### ENTRIES SUPPLIED
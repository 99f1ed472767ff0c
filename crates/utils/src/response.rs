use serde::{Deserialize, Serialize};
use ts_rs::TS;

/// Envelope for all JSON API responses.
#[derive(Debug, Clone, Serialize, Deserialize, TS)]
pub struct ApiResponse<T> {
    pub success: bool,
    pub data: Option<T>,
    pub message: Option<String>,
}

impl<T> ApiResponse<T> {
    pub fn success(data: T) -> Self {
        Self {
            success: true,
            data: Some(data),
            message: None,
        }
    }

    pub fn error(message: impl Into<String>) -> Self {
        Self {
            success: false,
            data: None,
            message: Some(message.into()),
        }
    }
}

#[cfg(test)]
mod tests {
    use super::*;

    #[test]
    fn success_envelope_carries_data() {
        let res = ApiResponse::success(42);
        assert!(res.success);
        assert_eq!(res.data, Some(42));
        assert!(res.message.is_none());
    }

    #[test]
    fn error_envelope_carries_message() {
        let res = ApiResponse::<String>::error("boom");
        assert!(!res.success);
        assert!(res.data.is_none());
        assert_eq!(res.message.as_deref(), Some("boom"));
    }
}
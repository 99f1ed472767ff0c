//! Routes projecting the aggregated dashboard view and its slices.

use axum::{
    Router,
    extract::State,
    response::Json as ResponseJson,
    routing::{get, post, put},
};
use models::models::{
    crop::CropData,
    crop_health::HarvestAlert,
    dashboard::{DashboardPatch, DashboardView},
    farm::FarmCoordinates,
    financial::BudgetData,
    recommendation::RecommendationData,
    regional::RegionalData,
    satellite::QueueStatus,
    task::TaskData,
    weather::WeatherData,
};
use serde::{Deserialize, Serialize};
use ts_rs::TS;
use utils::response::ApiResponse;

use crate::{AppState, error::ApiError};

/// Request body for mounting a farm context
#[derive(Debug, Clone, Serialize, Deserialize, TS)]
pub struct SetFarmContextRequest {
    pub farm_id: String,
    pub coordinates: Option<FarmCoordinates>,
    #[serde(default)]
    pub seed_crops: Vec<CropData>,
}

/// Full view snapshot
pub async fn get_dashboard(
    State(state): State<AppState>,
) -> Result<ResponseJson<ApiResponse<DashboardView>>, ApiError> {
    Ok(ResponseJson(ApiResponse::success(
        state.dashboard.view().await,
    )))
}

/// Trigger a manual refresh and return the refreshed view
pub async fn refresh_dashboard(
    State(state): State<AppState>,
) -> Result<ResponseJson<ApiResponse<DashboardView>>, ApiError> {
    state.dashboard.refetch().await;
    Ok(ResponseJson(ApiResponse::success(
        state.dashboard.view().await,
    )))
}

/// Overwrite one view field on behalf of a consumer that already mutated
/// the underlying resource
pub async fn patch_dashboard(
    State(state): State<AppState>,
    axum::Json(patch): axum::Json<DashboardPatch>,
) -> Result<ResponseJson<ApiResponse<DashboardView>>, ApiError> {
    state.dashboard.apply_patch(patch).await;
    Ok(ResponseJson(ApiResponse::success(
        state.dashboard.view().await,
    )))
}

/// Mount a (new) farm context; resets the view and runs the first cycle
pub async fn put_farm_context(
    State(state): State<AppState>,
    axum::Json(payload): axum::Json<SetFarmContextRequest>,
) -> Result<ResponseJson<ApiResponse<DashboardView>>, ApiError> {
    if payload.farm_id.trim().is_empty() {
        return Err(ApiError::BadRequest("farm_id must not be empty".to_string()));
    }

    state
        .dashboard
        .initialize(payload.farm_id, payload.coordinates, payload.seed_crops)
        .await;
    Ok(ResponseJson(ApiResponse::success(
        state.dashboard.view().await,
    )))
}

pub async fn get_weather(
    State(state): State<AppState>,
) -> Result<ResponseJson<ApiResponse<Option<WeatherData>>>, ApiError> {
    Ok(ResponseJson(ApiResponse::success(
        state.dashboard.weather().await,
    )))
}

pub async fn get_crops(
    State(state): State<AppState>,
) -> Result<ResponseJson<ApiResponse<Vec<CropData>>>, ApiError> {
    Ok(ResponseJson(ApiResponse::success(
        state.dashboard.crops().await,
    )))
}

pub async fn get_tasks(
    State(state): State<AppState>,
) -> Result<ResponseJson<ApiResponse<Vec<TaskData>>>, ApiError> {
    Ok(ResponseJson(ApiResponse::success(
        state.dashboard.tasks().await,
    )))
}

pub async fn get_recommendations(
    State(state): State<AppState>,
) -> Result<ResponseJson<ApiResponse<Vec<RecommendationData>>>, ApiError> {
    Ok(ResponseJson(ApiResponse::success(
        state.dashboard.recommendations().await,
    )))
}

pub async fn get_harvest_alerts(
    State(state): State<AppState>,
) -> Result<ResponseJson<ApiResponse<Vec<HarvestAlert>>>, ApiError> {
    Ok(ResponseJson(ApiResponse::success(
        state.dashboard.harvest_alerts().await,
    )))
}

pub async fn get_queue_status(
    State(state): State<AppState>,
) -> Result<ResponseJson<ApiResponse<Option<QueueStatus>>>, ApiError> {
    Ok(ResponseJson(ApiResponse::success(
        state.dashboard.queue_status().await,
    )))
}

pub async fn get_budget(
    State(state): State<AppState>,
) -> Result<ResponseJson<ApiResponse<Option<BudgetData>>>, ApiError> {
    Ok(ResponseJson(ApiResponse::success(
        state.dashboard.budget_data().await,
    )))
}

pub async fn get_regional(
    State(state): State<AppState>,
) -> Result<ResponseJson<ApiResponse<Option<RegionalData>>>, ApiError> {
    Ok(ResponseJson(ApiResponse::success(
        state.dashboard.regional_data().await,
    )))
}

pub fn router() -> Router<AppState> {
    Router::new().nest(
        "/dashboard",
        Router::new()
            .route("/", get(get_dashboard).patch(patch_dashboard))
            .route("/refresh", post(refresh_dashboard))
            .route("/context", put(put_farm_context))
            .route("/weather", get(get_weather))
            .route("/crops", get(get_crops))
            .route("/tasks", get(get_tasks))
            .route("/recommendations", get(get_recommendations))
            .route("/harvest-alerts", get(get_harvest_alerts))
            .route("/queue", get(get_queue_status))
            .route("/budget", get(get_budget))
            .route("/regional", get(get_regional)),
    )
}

### TASK
Write out every record exactly as it appears above.

### WRITTEN RESPONSE
repository 99f1ed472767ff0c
filename crates/utils/src/response.rs
use serde::{Deserialize, Serialize};
use ts_rs::TS;

/// Envelope for all JSON API responses.
#[derive(Debug, Clone, Serialize, Deserialize, TS)]
pub struct ApiResponse<T> {
    pub success: bool,
    pub data: Option<T>,
    pub message: Option<String>,
}

impl<T> ApiResponse<T> {
    pub fn success(data: T) -> Self {
        Self {
            success: true,
            data: Some(data),
            message: None,
        }
    }

    pub fn error(message: impl Into<String>) -> Self {
        Self {
            success: false,
            data: None,
            message: Some(message.into()),
        }
    }
}

#[cfg(test)]
mod tests {
    use super::*;

    #[test]
    fn success_envelope_carries_data() {
        let res = ApiResponse::success(42);
        assert!(res.success);
        assert_eq!(res.data, Some(42));
        assert!(res.message.is_none());
    }

    #[test]
    fn error_envelope_carries_message() {
        let res = ApiResponse::<String>::error("boom");
        assert!(!res.success);
        assert!(res.data.is_none());
        assert_eq!(res.message.as_deref(), Some("boom"));
    }
}
repository 99f1ed472767ff0c
//! Routes projecting the aggregated dashboard view and its slices.

use axum::{
    Router,
    extract::State,
    response::Json as ResponseJson,
    routing::{get, post, put},
};
use models::models::{
    crop::CropData,
    crop_health::HarvestAlert,
    dashboard::{DashboardPatch, DashboardView},
    farm::FarmCoordinates,
    financial::BudgetData,
    recommendation::RecommendationData,
    regional::RegionalData,
    satellite::QueueStatus,
    task::TaskData,
    weather::WeatherData,
};
use serde::{Deserialize, Serialize};
use ts_rs::TS;
use utils::response::ApiResponse;

use crate::{AppState, error::ApiError};

/// Request body for mounting a farm context
#[derive(Debug, Clone, Serialize, Deserialize, TS)]
pub struct SetFarmContextRequest {
    pub farm_id: String,
    pub coordinates: Option<FarmCoordinates>,
    #[serde(default)]
    pub seed_crops: Vec<CropData>,
}

/// Full view snapshot
pub async fn get_dashboard(
    State(state): State<AppState>,
) -> Result<ResponseJson<ApiResponse<DashboardView>>, ApiError> {
    Ok(ResponseJson(ApiResponse::success(
        state.dashboard.view().await,
    )))
}

/// Trigger a manual refresh and return the refreshed view
pub async fn refresh_dashboard(
    State(state): State<AppState>,
) -> Result<ResponseJson<ApiResponse<DashboardView>>, ApiError> {
    state.dashboard.refetch().await;
    Ok(ResponseJson(ApiResponse::success(
        state.dashboard.view().await,
    )))
}

/// Overwrite one view field on behalf of a consumer that already mutated
/// the underlying resource
pub async fn patch_dashboard(
    State(state): State<AppState>,
    axum::Json(patch): axum::Json<DashboardPatch>,
) -> Result<ResponseJson<ApiResponse<DashboardView>>, ApiError> {
    state.dashboard.apply_patch(patch).await;
    Ok(ResponseJson(ApiResponse::success(
        state.dashboard.view().await,
    )))
}

/// Mount a (new) farm context; resets the view and runs the first cycle
pub async fn put_farm_context(
    State(state): State<AppState>,
    axum::Json(payload): axum::Json<SetFarmContextRequest>,
) -> Result<ResponseJson<ApiResponse<DashboardView>>, ApiError> {
    if payload.farm_id.trim().is_empty() {
        return Err(ApiError::BadRequest("farm_id must not be empty".to_string()));
    }

    state
        .dashboard
        .initialize(payload.farm_id, payload.coordinates, payload.seed_crops)
        .await;
    Ok(ResponseJson(ApiResponse::success(
        state.dashboard.view().await,
    )))
}

pub async fn get_weather(
    State(state): State<AppState>,
) -> Result<ResponseJson<ApiResponse<Option<WeatherData>>>, ApiError> {
    Ok(ResponseJson(ApiResponse::success(
        state.dashboard.weather().await,
    )))
}

pub async fn get_crops(
    State(state): State<AppState>,
) -> Result<ResponseJson<ApiResponse<Vec<CropData>>>, ApiError> {
    Ok(ResponseJson(ApiResponse::success(
        state.dashboard.crops().await,
    )))
}

pub async fn get_tasks(
    State(state): State<AppState>,
) -> Result<ResponseJson<ApiResponse<Vec<TaskData>>>, ApiError> {
    Ok(ResponseJson(ApiResponse::success(
        state.dashboard.tasks().await,
    )))
}

pub async fn get_recommendations(
    State(state): State<AppState>,
) -> Result<ResponseJson<ApiResponse<Vec<RecommendationData>>>, ApiError> {
    Ok(ResponseJson(ApiResponse::success(
        state.dashboard.recommendations().await,
    )))
}

pub async fn get_harvest_alerts(
    State(state): State<AppState>,
) -> Result<ResponseJson<ApiResponse<Vec<HarvestAlert>>>, ApiError> {
    Ok(ResponseJson(ApiResponse::success(
        state.dashboard.harvest_alerts().await,
    )))
}

pub async fn get_queue_status(
    State(state): State<AppState>,
) -> Result<ResponseJson<ApiResponse<Option<QueueStatus>>>, ApiError> {
    Ok(ResponseJson(ApiResponse::success(
        state.dashboard.queue_status().await,
    )))
}

pub async fn get_budget(
    State(state): State<AppState>,
) -> Result<ResponseJson<ApiResponse<Option<BudgetData>>>, ApiError> {
    Ok(ResponseJson(ApiResponse::success(
        state.dashboard.budget_data().await,
    )))
}

pub async fn get_regional(
    State(state): State<AppState>,
) -> Result<ResponseJson<ApiResponse<Option<RegionalData>>>, ApiError> {
    Ok(ResponseJson(ApiResponse::success(
        state.dashboard.regional_data().await,
    )))
}

pub fn router() -> Router<AppState> {
    Router::new().nest(
        "/dashboard",
        Router::new()
            .route("/", get(get_dashboard).patch(patch_dashboard))
            .route("/refresh", post(refresh_dashboard))
            .route("/context", put(put_farm_context))
            .route("/weather", get(get_weather))
            .route("/crops", get(get_crops))
            .route("/tasks", get(get_tasks))
            .route("/recommendations", get(get_recommendations))
            .route("/harvest-alerts", get(get_harvest_alerts))
            .route("/queue", get(get_queue_status))
            .route("/budget", get(get_budget))
            .route("/regional", get(get_regional)),
    )
}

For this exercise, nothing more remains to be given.